=== TASK MATERIAL ===

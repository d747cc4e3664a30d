//! Starlab GitHub - most-starred repository collection
//!
//! Pages through GitHub's GraphQL repository search and normalizes each node
//! into a typed [`starlab_core::RepositoryRecord`].
//!
//! # Example
//!
//! ```no_run
//! use starlab_core::ProgressContext;
//! use starlab_github::{Config, run};
//!
//! let config = Config {
//!     target: 100,
//!     ..Default::default()
//! };
//!
//! let (dataset, summary) = run(&config, &ProgressContext::hidden()).expect("collection failed");
//! println!("{} repositories in {} pages", dataset.len(), summary.pages);
//! ```

pub mod api;
pub mod config;
pub mod paginator;
pub mod query;
pub mod runner;
pub mod schema;
pub mod transform;

// Re-exports
pub use api::{GraphQlSource, PageSource};
pub use config::Config;
pub use paginator::{Collected, CollectionEnd, PaginationFailure, Paginator, PaginatorConfig};
pub use runner::{RunSummary, collect_from, run};
pub use schema::{RawPage, RawRecord};
pub use transform::{Normalized, normalize, normalize_all};
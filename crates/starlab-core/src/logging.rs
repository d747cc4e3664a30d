//! Logging setup: env_logger filtering, printed through indicatif when a
//! progress line is active so the two never interleave.

use std::io::Write;

use indicatif::MultiProgress;
use log::Log;

/// Fixed-width level tag, optionally wrapped in ANSI colour codes.
fn level_tag(level: log::Level, color: bool) -> String {
    let (label, ansi) = match level {
        log::Level::Error => ("ERROR", "31"),
        log::Level::Warn => ("WARN ", "33"),
        log::Level::Info => ("INFO ", "32"),
        log::Level::Debug => ("DEBUG", "36"),
        log::Level::Trace => ("TRACE", "35"),
    };
    if color {
        format!("\x1b[{ansi}m{label}\x1b[0m")
    } else {
        label.to_string()
    }
}

/// Logger that suspends the progress display while writing a line.
pub struct IndicatifLogger {
    filter: env_logger::Logger,
    multi: MultiProgress,
}

impl IndicatifLogger {
    pub fn new(filter: env_logger::Logger, multi: MultiProgress) -> Self {
        Self { filter, multi }
    }
}

impl Log for IndicatifLogger {
    fn enabled(&self, metadata: &log::Metadata) -> bool {
        self.filter.enabled(metadata)
    }

    fn log(&self, record: &log::Record) {
        if !self.filter.matches(record) {
            return;
        }
        let line = format!("[{}] {}", level_tag(record.level(), true), record.args());
        self.multi.suspend(|| eprintln!("{line}"));
    }

    fn flush(&self) {
        self.filter.flush();
    }
}

/// Default filter when `RUST_LOG` is unset.
///
/// With a TTY the progress line already shows activity, so only warnings
/// are printed unless `debug` is set.
pub fn default_level(debug: bool, tty: bool) -> &'static str {
    match (debug, tty) {
        (true, _) => "debug",
        (false, true) => "warn",
        (false, false) => "info",
    }
}

/// Install the global logger. `multi` is given only in TTY mode.
pub fn init_logging(debug: bool, multi: Option<&MultiProgress>) -> Result<(), log::SetLoggerError> {
    let env = env_logger::Env::default().default_filter_or(default_level(debug, multi.is_some()));

    match multi {
        Some(multi) => {
            let filter = env_logger::Builder::from_env(env).build();
            let max_level = filter.filter();
            log::set_boxed_logger(Box::new(IndicatifLogger::new(filter, multi.clone())))?;
            log::set_max_level(max_level);
            Ok(())
        }
        None => env_logger::Builder::from_env(env)
            .format(|buf, record| writeln!(buf, "[{}] {}", level_tag(record.level(), false), record.args()))
            .try_init(),
    }
}
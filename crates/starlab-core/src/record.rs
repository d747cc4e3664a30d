//! Normalized repository rows and the in-memory dataset they form.
//!
//! Everything past the normalizer works on these types only; raw JSON never
//! reaches the metrics code.

use chrono::{DateTime, Utc};
use serde::{Serialize, Serializer};

/// Seconds in a mean Gregorian year (365.2425 days)
const SECONDS_PER_YEAR: f64 = 31_556_952.0;

/// Primary language of a repository, with an explicit variant for "not reported".
///
/// `Unknown` is its own bucket in frequency tables and cross-tabulations; it is
/// never folded into an empty string.
#[derive(Debug, Clone, PartialEq, Eq, Hash, PartialOrd, Ord)]
pub enum PrimaryLanguage {
    Known(String),
    Unknown,
}

impl PrimaryLanguage {
    /// Blank names are treated as absent.
    pub fn from_name(name: Option<&str>) -> Self {
        match name.map(str::trim) {
            Some(n) if !n.is_empty() => Self::Known(n.to_string()),
            _ => Self::Unknown,
        }
    }

    pub fn name(&self) -> Option<&str> {
        match self {
            Self::Known(n) => Some(n),
            Self::Unknown => None,
        }
    }
}

impl std::fmt::Display for PrimaryLanguage {
    fn fmt(&self, f: &mut std::fmt::Formatter<'_>) -> std::fmt::Result {
        f.write_str(self.name().unwrap_or("Unknown"))
    }
}

/// Serialized as the language name, or `null` when unknown.
impl Serialize for PrimaryLanguage {
    fn serialize<S: Serializer>(&self, serializer: S) -> Result<S::Ok, S::Error> {
        self.name().serialize(serializer)
    }
}

/// One row of the analysis table.
#[derive(Debug, Clone, PartialEq, Eq)]
pub struct RepositoryRecord {
    /// `owner/name`, unique within a dataset
    pub id: String,
    pub name: String,
    pub owner: String,
    pub url: String,
    pub created_at: DateTime<Utc>,
    pub updated_at: DateTime<Utc>,
    pub stars: u64,
    pub merged_pull_requests: u64,
    pub releases: u64,
    pub primary_language: PrimaryLanguage,
    pub issues: u64,
    /// Never exceeds `issues`
    pub closed_issues: u64,
}

impl RepositoryRecord {
    /// Whole days since creation.
    pub fn age_days(&self, now: DateTime<Utc>) -> i64 {
        (now - self.created_at).num_days()
    }

    /// Fractional years since creation.
    pub fn age_years(&self, now: DateTime<Utc>) -> f64 {
        (now - self.created_at).num_seconds() as f64 / SECONDS_PER_YEAR
    }

    /// Whole days since the last update.
    pub fn days_since_update(&self, now: DateTime<Utc>) -> i64 {
        (now - self.updated_at).num_days()
    }

    /// closed / total issues, or `None` for repositories without issues.
    pub fn closed_issue_ratio(&self) -> Option<f64> {
        if self.issues == 0 {
            return None;
        }
        Some(self.closed_issues as f64 / self.issues as f64)
    }
}

/// How a collection run ended.
#[derive(Debug, Clone, PartialEq, Eq, Serialize)]
#[serde(tag = "kind", rename_all = "snake_case")]
pub enum DatasetStatus {
    /// Target record count reached
    Complete,
    /// Source ran out of matching repositories before the target
    Exhausted,
    /// Run aborted or interrupted; contents are of unknown completeness
    Partial { reason: String },
}

/// Ordered, immutable collection of normalized records for one run.
#[derive(Debug, Clone)]
pub struct Dataset {
    records: Vec<RepositoryRecord>,
    /// Records dropped by normalization (integrity errors)
    excluded: usize,
    status: DatasetStatus,
}

impl Dataset {
    pub fn new(records: Vec<RepositoryRecord>, excluded: usize, status: DatasetStatus) -> Self {
        Self {
            records,
            excluded,
            status,
        }
    }

    pub fn records(&self) -> &[RepositoryRecord] {
        &self.records
    }

    pub fn len(&self) -> usize {
        self.records.len()
    }

    pub fn is_empty(&self) -> bool {
        self.records.is_empty()
    }

    pub fn excluded(&self) -> usize {
        self.excluded
    }

    pub fn status(&self) -> &DatasetStatus {
        &self.status
    }

    pub fn is_partial(&self) -> bool {
        matches!(self.status, DatasetStatus::Partial { .. })
    }
}
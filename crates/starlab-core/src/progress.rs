//! Progress reporting for TTY and non-TTY environments.
//!
//! TTY mode: a spinner line per pipeline stage.
//! Non-TTY mode: hidden bars; log lines carry the progress instead.

use std::io::IsTerminal;
use std::sync::Arc;
use std::time::Duration;

use indicatif::{MultiProgress, ProgressBar, ProgressStyle};

/// Central progress context.
pub struct ProgressContext {
    multi: MultiProgress,
    is_tty: bool,
}

impl ProgressContext {
    /// Create new context, detecting TTY automatically.
    pub fn new() -> Self {
        Self {
            multi: MultiProgress::new(),
            is_tty: std::io::stderr().is_terminal(),
        }
    }

    /// Context that never draws anything (tests, piped output).
    pub fn hidden() -> Self {
        Self {
            multi: MultiProgress::new(),
            is_tty: false,
        }
    }

    /// Spinner line for a pipeline stage ("collect", "metrics", ...).
    ///
    /// Update with `pb.set_message(...)`; call `pb.finish_and_clear()` when done.
    pub fn stage_line(&self, name: &str) -> ProgressBar {
        if !self.is_tty {
            return ProgressBar::hidden();
        }
        let pb = self.multi.add(ProgressBar::new_spinner());
        if let Ok(style) = ProgressStyle::with_template("{spinner:.green} {prefix:<8.cyan.bold} {wide_msg}") {
            pb.set_style(style);
        }
        pb.set_prefix(name.to_string());
        pb.enable_steady_tick(Duration::from_millis(80));
        pb
    }

    /// Print a line above managed progress bars.
    pub fn println(&self, msg: impl AsRef<str>) {
        if self.is_tty {
            let _ = self.multi.println(msg);
        } else {
            eprintln!("{}", msg.as_ref());
        }
    }

    pub fn is_tty(&self) -> bool {
        self.is_tty
    }

    /// `MultiProgress` handle for the log bridge.
    pub fn multi(&self) -> &MultiProgress {
        &self.multi
    }
}

impl Default for ProgressContext {
    fn default() -> Self {
        Self::new()
    }
}

pub type SharedProgress = Arc<ProgressContext>;

/// Format number with thousand separators.
pub fn fmt_num(n: usize) -> String {
    let digits = n.to_string();
    let mut out = String::with_capacity(digits.len() + digits.len() / 3);
    for (i, c) in digits.chars().enumerate() {
        if i > 0 && (digits.len() - i) % 3 == 0 {
            out.push(',');
        }
        out.push(c);
    }
    out
}
//! Bounded retry with exponential backoff for page requests

use std::time::Duration;

use indicatif::ProgressBar;

use crate::error::CollectError;

/// How many times a transient failure is attempted and how long to wait in between.
#[derive(Debug, Clone, Copy, PartialEq, Eq)]
pub struct RetryPolicy {
    /// Total attempts, including the first one. Always at least 1.
    pub max_attempts: u32,
    /// Delay before the first retry; doubled for each further retry.
    pub base_delay: Duration,
}

impl Default for RetryPolicy {
    fn default() -> Self {
        Self {
            max_attempts: 3,
            base_delay: Duration::from_secs(1),
        }
    }
}

impl RetryPolicy {
    /// Policy that never sleeps, for tests and replayed sources.
    pub const fn immediate(max_attempts: u32) -> Self {
        Self {
            max_attempts,
            base_delay: Duration::ZERO,
        }
    }

    /// Delay after failed attempt `attempt` (1-based): base, 2*base, 4*base, ...
    pub fn backoff_duration(&self, attempt: u32) -> Duration {
        let exp = attempt.saturating_sub(1).min(16);
        self.base_delay.saturating_mul(2u32.pow(exp))
    }
}

/// Run `attempt_fn` until it succeeds, fails with a non-retryable error,
/// or `policy.max_attempts` is used up.
///
/// Retries are counted explicitly; there is no recursion. The last error is
/// returned unchanged on exhaustion so callers can still classify it.
pub fn retry_with_backoff<T>(
    label: &str,
    policy: RetryPolicy,
    pb: &ProgressBar,
    mut attempt_fn: impl FnMut() -> Result<T, CollectError>,
) -> Result<T, CollectError> {
    let max_attempts = policy.max_attempts.max(1);
    let mut attempt = 1u32;
    loop {
        match attempt_fn() {
            Ok(v) => return Ok(v),
            Err(e) if e.is_retryable() && attempt < max_attempts => {
                let delay = policy.backoff_duration(attempt);
                log::warn!("{label}: attempt {attempt}/{max_attempts} failed: {e}, retrying in {delay:?}");
                pb.set_message(format!("retry {attempt}/{max_attempts}..."));
                attempt += 1;
                if !delay.is_zero() {
                    std::thread::sleep(delay);
                }
            }
            Err(e) => {
                // Caller reports the failure
                if e.is_retryable() {
                    log::debug!("{label}: giving up after {attempt} attempts: {e}");
                } else {
                    log::debug!("{label}: not retryable: {e}");
                }
                return Err(e);
            }
        }
    }
}

#[cfg(test)]
mod tests {
    use super::*;

    #[test]
    fn backoff_doubles() {
        let policy = RetryPolicy {
            max_attempts: 5,
            base_delay: Duration::from_millis(500),
        };
        assert_eq!(policy.backoff_duration(1), Duration::from_millis(500));
        assert_eq!(policy.backoff_duration(2), Duration::from_secs(1));
        assert_eq!(policy.backoff_duration(3), Duration::from_secs(2));
    }

    #[test]
    fn succeeds_after_transient_failures() {
        let mut calls = 0;
        let result = retry_with_backoff("page 1", RetryPolicy::immediate(3), &ProgressBar::hidden(), || {
            calls += 1;
            if calls < 3 {
                Err(CollectError::transient("timeout"))
            } else {
                Ok(calls)
            }
        });
        assert_eq!(result, Ok(3));
    }

    #[test]
    fn gives_up_after_max_attempts() {
        let mut calls = 0;
        let result: Result<(), _> =
            retry_with_backoff("page 1", RetryPolicy::immediate(3), &ProgressBar::hidden(), || {
                calls += 1;
                Err(CollectError::transient("connection reset"))
            });
        assert_eq!(calls, 3);
        assert!(matches!(result, Err(CollectError::TransientNetwork { .. })));
    }

    #[test]
    fn fatal_errors_are_not_retried() {
        let mut calls = 0;
        let result: Result<(), _> =
            retry_with_backoff("page 1", RetryPolicy::immediate(3), &ProgressBar::hidden(), || {
                calls += 1;
                Err(CollectError::from_status(401, "Bad credentials"))
            });
        assert_eq!(calls, 1);
        assert!(matches!(result, Err(CollectError::Authentication { .. })));
    }

    #[test]
    fn zero_attempts_still_tries_once() {
        let mut calls = 0;
        let result = retry_with_backoff("page 1", RetryPolicy::immediate(0), &ProgressBar::hidden(), || {
            calls += 1;
            Ok::<_, CollectError>(())
        });
        assert!(result.is_ok());
        assert_eq!(calls, 1);
    }
}
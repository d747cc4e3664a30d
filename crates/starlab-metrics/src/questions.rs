//! Research question catalogue

use serde::Serialize;

/// The seven fixed research questions.
#[derive(Debug, Clone, Copy, PartialEq, Eq, Hash, PartialOrd, Ord, Serialize)]
pub enum ResearchQuestion {
    #[serde(rename = "RQ01")]
    Maturity,
    #[serde(rename = "RQ02")]
    ExternalContribution,
    #[serde(rename = "RQ03")]
    ReleaseFrequency,
    #[serde(rename = "RQ04")]
    UpdateFrequency,
    #[serde(rename = "RQ05")]
    LanguagePopularity,
    #[serde(rename = "RQ06")]
    ClosedIssueRatio,
    #[serde(rename = "RQ07")]
    ByLanguage,
}

impl ResearchQuestion {
    pub const ALL: [Self; 7] = [
        Self::Maturity,
        Self::ExternalContribution,
        Self::ReleaseFrequency,
        Self::UpdateFrequency,
        Self::LanguagePopularity,
        Self::ClosedIssueRatio,
        Self::ByLanguage,
    ];

    pub fn id(self) -> &'static str {
        match self {
            Self::Maturity => "RQ01",
            Self::ExternalContribution => "RQ02",
            Self::ReleaseFrequency => "RQ03",
            Self::UpdateFrequency => "RQ04",
            Self::LanguagePopularity => "RQ05",
            Self::ClosedIssueRatio => "RQ06",
            Self::ByLanguage => "RQ07",
        }
    }

    pub fn title(self) -> &'static str {
        match self {
            Self::Maturity => "Are popular repositories mature?",
            Self::ExternalContribution => "Do popular repositories receive many external contributions?",
            Self::ReleaseFrequency => "Do popular repositories release frequently?",
            Self::UpdateFrequency => "Are popular repositories updated frequently?",
            Self::LanguagePopularity => "Are popular repositories written in the most popular languages?",
            Self::ClosedIssueRatio => "Do popular repositories have a high share of closed issues?",
            Self::ByLanguage => "Do the most popular languages get more contributions, releases and updates?",
        }
    }
}

impl std::fmt::Display for ResearchQuestion {
    fn fmt(&self, f: &mut std::fmt::Formatter<'_>) -> std::fmt::Result {
        f.write_str(self.id())
    }
}
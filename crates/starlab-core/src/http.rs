//! HTTP client construction and the shared runtime.
//!
//! Requests are async reqwest underneath but the pipeline is strictly sequential,
//! so callers block on [`SHARED_RUNTIME`] and see a plain sync interface.

use std::sync::LazyLock;
use std::time::Duration;

use crate::error::CollectError;
use crate::retry::RetryPolicy;

/// Connect timeout
const CONNECT_TIMEOUT: Duration = Duration::from_secs(15);

/// User agent sent with every request (GitHub rejects requests without one)
pub const USER_AGENT: &str = concat!("starlab/", env!("CARGO_PKG_VERSION"));

/// Transport settings shared by every request of a run.
#[derive(Debug, Clone, Copy, PartialEq, Eq)]
pub struct HttpConfig {
    /// Per-request timeout
    pub timeout: Duration,
    /// Total attempts for transient failures
    pub max_attempts: u32,
    /// First backoff delay; doubles on each retry
    pub backoff_base: Duration,
}

impl Default for HttpConfig {
    fn default() -> Self {
        Self {
            timeout: Duration::from_secs(30),
            max_attempts: 3,
            backoff_base: Duration::from_secs(1),
        }
    }
}

impl HttpConfig {
    pub fn retry_policy(&self) -> RetryPolicy {
        RetryPolicy {
            max_attempts: self.max_attempts,
            base_delay: self.backoff_base,
        }
    }

    /// Build a client with this config's timeouts.
    pub fn build_client(&self) -> Result<reqwest::Client, CollectError> {
        reqwest::Client::builder()
            .user_agent(USER_AGENT)
            .connect_timeout(CONNECT_TIMEOUT)
            .timeout(self.timeout)
            .build()
            .map_err(|e| CollectError::transient(format!("cannot build HTTP client: {e}")))
    }
}

/// Shared tokio runtime for HTTP operations.
///
/// One worker is enough: at most one request is in flight at a time.
pub static SHARED_RUNTIME: LazyLock<tokio::runtime::Runtime> = LazyLock::new(|| {
    tokio::runtime::Builder::new_multi_thread()
        .worker_threads(1)
        .enable_all()
        .build()
        .expect("failed to build tokio runtime")
});

#[cfg(test)]
mod tests {
    use super::*;

    #[test]
    fn default_policy_matches_config() {
        let config = HttpConfig::default();
        let policy = config.retry_policy();
        assert_eq!(policy.max_attempts, 3);
        assert_eq!(policy.base_delay, Duration::from_secs(1));
    }

    #[test]
    fn user_agent_has_version() {
        assert!(USER_AGENT.starts_with("starlab/"));
    }

    #[test]
    fn build_client_succeeds() {
        assert!(HttpConfig::default().build_client().is_ok());
    }
}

===

Only the lines above, from the first through the one holding "pub struct IndicatifLogger", are to be output, and they must be copied exactly.

repository d747cc4e3664a30d
//! Starlab GitHub - most-starred repository collection
//!
//! Pages through GitHub's GraphQL repository search and normalizes each node
//! into a typed [`starlab_core::RepositoryRecord`].
//!
//! # Example
//!
//! ```no_run
//! use starlab_core::ProgressContext;
//! use starlab_github::{Config, run};
//!
//! let config = Config {
//!     target: 100,
//!     ..Default::default()
//! };
//!
//! let (dataset, summary) = run(&config, &ProgressContext::hidden()).expect("collection failed");
//! println!("{} repositories in {} pages", dataset.len(), summary.pages);
//! ```

pub mod api;
pub mod config;
pub mod paginator;
pub mod query;
pub mod runner;
pub mod schema;
pub mod transform;

// Re-exports
pub use api::{GraphQlSource, PageSource};
pub use config::Config;
pub use paginator::{Collected, CollectionEnd, PaginationFailure, Paginator, PaginatorConfig};
pub use runner::{RunSummary, collect_from, run};
pub use schema::{RawPage, RawRecord};
pub use transform::{Normalized, normalize, normalize_all};
filename crates/starlab-core/src/logging.rs
repository d747cc4e3664a30d
//! Logging setup: env_logger filtering, printed through indicatif when a
//! progress line is active so the two never interleave.

use std::io::Write;

use indicatif::MultiProgress;
use log::Log;

/// Fixed-width level tag, optionally wrapped in ANSI colour codes.
fn level_tag(level: log::Level, color: bool) -> String {
    let (label, ansi) = match level {
        log::Level::Error => ("ERROR", "31"),
        log::Level::Warn => ("WARN ", "33"),
        log::Level::Info => ("INFO ", "32"),
        log::Level::Debug => ("DEBUG", "36"),
        log::Level::Trace => ("TRACE", "35"),
    };
    if color {
        format!("\x1b[{ansi}m{label}\x1b[0m")
    } else {
        label.to_string()
    }
}

/// Logger that suspends the progress display while writing a line.
pub struct IndicatifLogger {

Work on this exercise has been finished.